What counts as a 'tie'? Owning or renting property here is a big one. If you buy a place in Paphos or Limassol, that’s a strong indicator. Having your spouse or children living in Cyprus also pulls you in. Starting or running a registered business on the island? That's another tie. Even if you spend 65 days here and technically qualify for the 60-day rule, these other factors can solidify your tax residency status. It's not just about the clock.

So, what does "worldwide taxation" actually cost you in Cyprus? If you become a tax resident under the 60-day rule, you're liable for tax on your global income. The progressive tax rates go up to 35% on income over €60,000. If you're earning, say, €50,000 from remote work for a US client, that entire €50,000 is taxable in Cyprus. You'll pay 20% on income between €19,501 and €28,000, and 25% on income between €28,001 and €36,300, and so on, up to the top rate. This is on top of any social security contributions, which are around 8.3% for employees and 15.6% for self-employed individuals, capped at a certain income level†.

Now, for the sweetener: the Non-Dom regime. This is the golden ticket for many expats and nomads. To qualify, you must have been non-tax resident in Cyprus for at least 17 out of the 20 years preceding your move. If you meet this, you get a 0% tax rate on dividends and interest income from anywhere in the world for 17 years. This is huge. It means if you have investments generating passive income, that income is completely tax-free in Cyprus. However, it doesn't shelter your employment or business income; that's still taxed at the standard progressive rates. It also doesn't apply to rental income or capital gains (except on property sales outside Cyprus).

What about tax treaties? For US citizens, Cyprus has a tax treaty. This usually means you won't be double-taxed. Your US tax liability can often be offset by taxes paid in Cyprus, or vice versa. The Foreign Earned Income Exclusion (FEIE) might still be applicable for your US taxes, but you'll still owe Cyprus tax on worldwide income if you're a resident there. For UK citizens, the treaty also prevents double taxation. If you're paying tax on your income in Cyprus, you can claim relief against your UK tax liability. German citizens will also find relief through the double tax treaty; typically, you'll pay tax where you are resident, and the treaty ensures you don't get taxed twice on the same income.

Hiring a local accountant who specialises in expat and international tax can easily pay for itself. If you’re earning over €40,000 annually, or if you have complex investments or business structures, the cost of professional advice is likely less than the tax savings or penalties you might incur by getting it wrong.

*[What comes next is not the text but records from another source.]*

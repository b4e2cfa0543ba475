//! Request and response types for the Pawship API.
//!
//! These types mirror the backend's API contract.

use serde::{Deserialize, Serialize};

// ─────────────────────────────────────────────────────────────────────────────
// Common
// ─────────────────────────────────────────────────────────────────────────────

/// Response carrying only a status message.
#[derive(Debug, Clone, Default, PartialEq, Eq, Serialize, Deserialize)]
pub struct MessageResponse {
    #[serde(default)]
    pub message: String,
}

/// Pagination block returned by list endpoints.
#[derive(Debug, Clone, Default, PartialEq, Eq, Serialize, Deserialize)]
pub struct Pagination {
    pub total: u64,
    pub page: u32,
    pub limit: u32,
    #[serde(rename = "totalPages")]
    pub total_pages: u32,
}

// ─────────────────────────────────────────────────────────────────────────────
// Auth
// ─────────────────────────────────────────────────────────────────────────────

/// Credentials for `POST /auth/login`.
#[derive(Debug, Clone, Serialize)]
pub struct LoginRequest {
    pub email: String,
    pub password: String,
}

/// Body for `POST /auth/refresh`.
#[derive(Debug, Clone, Serialize)]
pub struct RefreshRequest {
    pub refresh_token: String,
}

/// Fields for `POST /auth/register`.
#[derive(Debug, Clone, Serialize, Deserialize)]
pub struct RegisterRequest {
    pub username: String,
    pub email: String,
    pub phone_number: String,
    pub password: String,
}

/// A validated token pair returned by login or refresh.
#[derive(Debug, Clone, PartialEq, Eq, Serialize, Deserialize)]
pub struct AuthTokens {
    #[serde(default)]
    pub message: String,
    pub access_token: String,
    pub refresh_token: String,
}

// ─────────────────────────────────────────────────────────────────────────────
// Users
// ─────────────────────────────────────────────────────────────────────────────

/// Account role.
#[derive(Debug, Clone, Copy, PartialEq, Eq, Serialize, Deserialize)]
#[serde(rename_all = "lowercase")]
pub enum ApiRole {
    Admin,
    Ops,
    Groomer,
    Customer,
}

impl ApiRole {
    pub fn as_str(&self) -> &'static str {
        match self {
            ApiRole::Admin => "admin",
            ApiRole::Ops => "ops",
            ApiRole::Groomer => "groomer",
            ApiRole::Customer => "customer",
        }
    }
}

impl std::str::FromStr for ApiRole {
    type Err = String;

    fn from_str(s: &str) -> Result<Self, Self::Err> {
        match s {
            "admin" => Ok(ApiRole::Admin),
            "ops" => Ok(ApiRole::Ops),
            "groomer" => Ok(ApiRole::Groomer),
            "customer" => Ok(ApiRole::Customer),
            other => Err(format!("unknown role '{}'", other)),
        }
    }
}

/// A user account.
#[derive(Debug, Clone, Serialize, Deserialize)]
pub struct ApiUser {
    #[serde(rename = "_id")]
    pub id: String,
    pub username: String,
    pub email: String,
    pub phone_number: String,
    pub role: ApiRole,
    pub is_active: bool,
    #[serde(rename = "createdAt")]
    pub created_at: String,
    #[serde(rename = "updatedAt")]
    pub updated_at: String,
}

/// Response from `GET /users`.
#[derive(Debug, Clone, Serialize, Deserialize)]
pub struct UsersResponse {
    #[serde(default)]
    pub message: String,
    pub users: Vec<ApiUser>,
    pub pagination: Pagination,
}

/// Query for listing users.
#[derive(Debug, Clone, Default)]
pub struct GetUsersParams {
    pub page: u32,
    pub limit: u32,
    pub search: Option<String>,
    pub role: Option<ApiRole>,
    pub is_active: Option<bool>,
}

/// Body for `POST /users`.
#[derive(Debug, Clone, Serialize, Deserialize)]
pub struct CreateUserPayload {
    pub username: String,
    pub email: String,
    pub phone_number: String,
    pub password: String,
    pub role: ApiRole,
    pub is_active: bool,
}

/// Body for `PUT /users/{id}`.
#[derive(Debug, Clone, Serialize, Deserialize)]
pub struct UpdateUserPayload {
    pub username: String,
    pub email: String,
    pub phone_number: String,
    pub role: ApiRole,
}

// ─────────────────────────────────────────────────────────────────────────────
// Options
// ─────────────────────────────────────────────────────────────────────────────

/// Category of a configurable option.
#[derive(Debug, Clone, Copy, PartialEq, Eq, Serialize, Deserialize)]
pub enum CategoryOption {
    #[serde(rename = "feather category")]
    Feather,
    #[serde(rename = "size category")]
    Size,
    #[serde(rename = "breed category")]
    Breed,
    #[serde(rename = "member category")]
    Member,
    #[serde(rename = "customer category")]
    Customer,
    #[serde(rename = "pet type")]
    PetType,
    #[serde(rename = "service type")]
    ServiceType,
}

impl CategoryOption {
    pub const ALL: [CategoryOption; 7] = [
        CategoryOption::Feather,
        CategoryOption::Size,
        CategoryOption::Breed,
        CategoryOption::Member,
        CategoryOption::Customer,
        CategoryOption::PetType,
        CategoryOption::ServiceType,
    ];

    /// Wire name, as used in bodies and the `category` query parameter.
    pub fn as_str(&self) -> &'static str {
        match self {
            CategoryOption::Feather => "feather category",
            CategoryOption::Size => "size category",
            CategoryOption::Breed => "breed category",
            CategoryOption::Member => "member category",
            CategoryOption::Customer => "customer category",
            CategoryOption::PetType => "pet type",
            CategoryOption::ServiceType => "service type",
        }
    }
}

impl std::str::FromStr for CategoryOption {
    type Err = String;

    fn from_str(s: &str) -> Result<Self, Self::Err> {
        CategoryOption::ALL
            .into_iter()
            .find(|c| c.as_str() == s)
            .ok_or_else(|| format!("unknown option category '{}'", s))
    }
}

/// A configurable option (breed, size, service type, ...).
#[derive(Debug, Clone, Serialize, Deserialize)]
pub struct ApiOption {
    #[serde(rename = "_id")]
    pub id: String,
    pub name: String,
    pub category_options: CategoryOption,
    pub is_active: bool,
    #[serde(rename = "createdAt")]
    pub created_at: String,
}

/// Response from `GET /options`.
#[derive(Debug, Clone, Serialize, Deserialize)]
pub struct OptionsResponse {
    #[serde(default)]
    pub message: String,
    pub options: Vec<ApiOption>,
}

/// Body for creating or updating an option.
#[derive(Debug, Clone, Serialize, Deserialize)]
pub struct OptionPayload {
    pub name: String,
    pub category_options: CategoryOption,
    pub is_active: bool,
}

// ─────────────────────────────────────────────────────────────────────────────
// Stores
// ─────────────────────────────────────────────────────────────────────────────

#[derive(Debug, Clone, Default, Serialize, Deserialize)]
pub struct StoreLocation {
    #[serde(default, skip_serializing_if = "Option::is_none")]
    pub address: Option<String>,
    #[serde(default, skip_serializing_if = "Option::is_none")]
    pub city: Option<String>,
    #[serde(default, skip_serializing_if = "Option::is_none")]
    pub province: Option<String>,
    #[serde(default, skip_serializing_if = "Option::is_none")]
    pub postal_code: Option<String>,
    #[serde(default, skip_serializing_if = "Option::is_none")]
    pub latitude: Option<f64>,
    #[serde(default, skip_serializing_if = "Option::is_none")]
    pub longitude: Option<f64>,
}

#[derive(Debug, Clone, Default, Serialize, Deserialize)]
pub struct StoreContact {
    #[serde(default, skip_serializing_if = "Option::is_none")]
    pub phone_number: Option<String>,
    #[serde(default, skip_serializing_if = "Option::is_none")]
    pub whatsapp: Option<String>,
    #[serde(default, skip_serializing_if = "Option::is_none")]
    pub email: Option<String>,
}

#[derive(Debug, Clone, Default, Serialize, Deserialize)]
pub struct StoreOperational {
    #[serde(default, skip_serializing_if = "Option::is_none")]
    pub opening_time: Option<String>,
    #[serde(default, skip_serializing_if = "Option::is_none")]
    pub closing_time: Option<String>,
    #[serde(default, skip_serializing_if = "Option::is_none")]
    pub operational_days: Option<Vec<String>>,
    #[serde(default, skip_serializing_if = "Option::is_none")]
    pub timezone: Option<String>,
}

/// Daily booking capacity. The backend sends `null` for unset limits.
#[derive(Debug, Clone, Default, Serialize, Deserialize)]
pub struct StoreCapacity {
    #[serde(default)]
    pub default_daily_capacity_minutes: Option<u32>,
    #[serde(default)]
    pub overbooking_limit_minutes: Option<u32>,
}

/// A grooming store.
#[derive(Debug, Clone, Serialize, Deserialize)]
pub struct ApiStore {
    #[serde(rename = "_id")]
    pub id: String,
    pub code: String,
    pub name: String,
    #[serde(default, skip_serializing_if = "Option::is_none")]
    pub description: Option<String>,
    #[serde(default, skip_serializing_if = "Option::is_none")]
    pub location: Option<StoreLocation>,
    #[serde(default, skip_serializing_if = "Option::is_none")]
    pub contact: Option<StoreContact>,
    #[serde(default, skip_serializing_if = "Option::is_none")]
    pub operational: Option<StoreOperational>,
    #[serde(default, skip_serializing_if = "Option::is_none")]
    pub capacity: Option<StoreCapacity>,
    pub is_active: bool,
    #[serde(rename = "createdAt")]
    pub created_at: String,
    #[serde(rename = "updatedAt")]
    pub updated_at: String,
}

/// Response from `GET /stores`.
#[derive(Debug, Clone, Serialize, Deserialize)]
pub struct StoresResponse {
    #[serde(default)]
    pub message: String,
    pub stores: Vec<ApiStore>,
    pub pagination: Pagination,
}

/// Response from `GET /stores/{id}`.
#[derive(Debug, Clone, Serialize, Deserialize)]
pub struct StoreDetailResponse {
    #[serde(default)]
    pub message: String,
    pub store: ApiStore,
}

/// Query for listing stores.
#[derive(Debug, Clone, Default)]
pub struct GetStoresParams {
    pub page: u32,
    pub limit: u32,
    pub search: Option<String>,
    pub is_active: Option<bool>,
    pub city: Option<String>,
    pub province: Option<String>,
}

/// Capacity block of a store payload; both limits are required on write.
#[derive(Debug, Clone, Default, Serialize, Deserialize)]
pub struct StoreCapacityPayload {
    pub default_daily_capacity_minutes: u32,
    pub overbooking_limit_minutes: u32,
}

/// Body for creating or updating a store.
#[derive(Debug, Clone, Serialize, Deserialize)]
pub struct StorePayload {
    pub code: String,
    pub name: String,
    #[serde(default, skip_serializing_if = "Option::is_none")]
    pub description: Option<String>,
    pub is_active: bool,
    pub location: StoreLocation,
    pub contact: StoreContact,
    pub operational: StoreOperational,
    pub capacity: StoreCapacityPayload,
}

#[cfg(test)]
mod tests {
    use super::*;
    use serde_json::json;

    #[test]
    fn test_user_deserialize() {
        let user: ApiUser = serde_json::from_value(json!({
            "_id": "u1",
            "username": "rani",
            "email": "rani@pawship.id",
            "phone_number": "0812",
            "role": "groomer",
            "is_active": true,
            "createdAt": "2025-01-01T00:00:00Z",
            "updatedAt": "2025-01-02T00:00:00Z"
        }))
        .unwrap();
        assert_eq!(user.id, "u1");
        assert_eq!(user.role, ApiRole::Groomer);
    }

    #[test]
    fn test_category_wire_names() {
        let value = serde_json::to_value(CategoryOption::PetType).unwrap();
        assert_eq!(value, json!("pet type"));
        for category in CategoryOption::ALL {
            let parsed: CategoryOption = category.as_str().parse().unwrap();
            assert_eq!(parsed, category);
        }
        assert!("unknown".parse::<CategoryOption>().is_err());
    }

    #[test]
    fn test_store_null_capacity() {
        let store: ApiStore = serde_json::from_value(json!({
            "_id": "s1",
            "code": "JKT-01",
            "name": "Pawship Kemang",
            "capacity": {"default_daily_capacity_minutes": null, "overbooking_limit_minutes": 30},
            "is_active": true,
            "createdAt": "2025-01-01T00:00:00Z",
            "updatedAt": "2025-01-01T00:00:00Z"
        }))
        .unwrap();
        let capacity = store.capacity.unwrap();
        assert_eq!(capacity.default_daily_capacity_minutes, None);
        assert_eq!(capacity.overbooking_limit_minutes, Some(30));
        assert!(store.location.is_none());
    }

    #[test]
    fn test_pagination_rename() {
        let pagination: Pagination =
            serde_json::from_value(json!({"total": 41, "page": 2, "limit": 20, "totalPages": 3}))
                .unwrap();
        assert_eq!(pagination.total_pages, 3);
    }
}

They can help you structure your affairs optimally, claim all eligible deductions, and ensure compliance with both Cypriot and your home country's tax laws.

Triggering tax residency in Cyprus hinges on spending just 60 days combined with having significant ties to the island, but the Non-Dom status offers a powerful 0% tax on foreign dividends and interest for 17 years.

This information is for guidance only and does not constitute legal or tax advice.

†= figure we couldn’t independently verify. Confirm with the official source before you book.